Hotel Forum

Impossible to miss if you’re touristing in KrakówPoland near the Vistula River: a large, concrete building dominating the landscape, no idea what though somewhat architecturally. My initial thought was an apartment building except the many, identically windows would mean absolutely no privacy. Perhaps an office building? Maybe, though absolutely no interior lighting at any time except for the top floor. Abandoned? Something more sinister?

In fact, it’s a communist-era hotel built in the brutalist architecture style. Designed by Janusz Ingarden, construction began in 1978 and the hotel opened in 1989. By 2002, after the fall of communism in Poland, it had closed. A minor issue – perhaps – is that the rooms were too small as required by law. More substantial is the basement flooding from the Vistula. Likely other problems exist; regardless, the hotel is closed and essentially abandoned.

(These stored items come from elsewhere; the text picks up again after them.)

//! Testing utilities: mock executors and state assertions.

mod assertions;
mod mocks;

pub use assertions::{assert_stage_has_message, assert_stage_status, assert_stage_statuses};
pub use mocks::{FailingExecutor, FlakyExecutor, MockExecutor, SlowExecutor};
//! Stage status enum.

use serde::{Deserialize, Serialize};
use std::fmt;

/// The lifecycle status of a pipeline stage.
#[derive(Debug, Clone, Copy, PartialEq, Eq, Hash, Default, Serialize, Deserialize)]
#[serde(rename_all = "snake_case")]
pub enum StageStatus {
    /// Stage has not started, or was reset.
    #[default]
    Pending,
    /// Stage is currently executing.
    Running,
    /// Stage completed successfully.
    Completed,
    /// Stage failed.
    Failed,
    /// Stage was skipped.
    Skipped,
    /// Stage is suspended while running, awaiting resume or intervention.
    Paused,
}

impl fmt::Display for StageStatus {
    fn fmt(&self, f: &mut fmt::Formatter<'_>) -> fmt::Result {
        match self {
            Self::Pending => write!(f, "pending"),
            Self::Running => write!(f, "running"),
            Self::Completed => write!(f, "completed"),
            Self::Failed => write!(f, "failed"),
            Self::Skipped => write!(f, "skipped"),
            Self::Paused => write!(f, "paused"),
        }
    }
}

impl StageStatus {
    /// Returns true if the status represents a terminal state.
    #[must_use]
    pub fn is_terminal(&self) -> bool {
        matches!(self, Self::Completed | Self::Failed | Self::Skipped)
    }

    /// Returns true if dependents may proceed past this stage.
    #[must_use]
    pub fn is_settled(&self) -> bool {
        matches!(self, Self::Completed | Self::Skipped)
    }

    /// Returns true if the orchestrator may select this stage to run.
    #[must_use]
    pub fn is_eligible(&self) -> bool {
        matches!(self, Self::Pending | Self::Failed)
    }
}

The building’s single occupant is the bar/restaurant Panorama Forum on the top floor, accessed by an elevator on the west side (away from the river). Supposedly the views are incredible; I say supposedly because they were closed for a private event when I finally attempted to visit. Oh well.

Though considered modern by communist standards – fully air conditioned, restaurants, meeting rooms, swimming pool, tennis courts, mini golf, travel agency, even automatic toilet flush – it moved into obsolescence fairly quickly. Its unique architecture makes it standout among communist-era buildings, such as the dozens of identical apartment towers built from the same blueprint, I’m not sure it’s worthy of any form of heritage protection.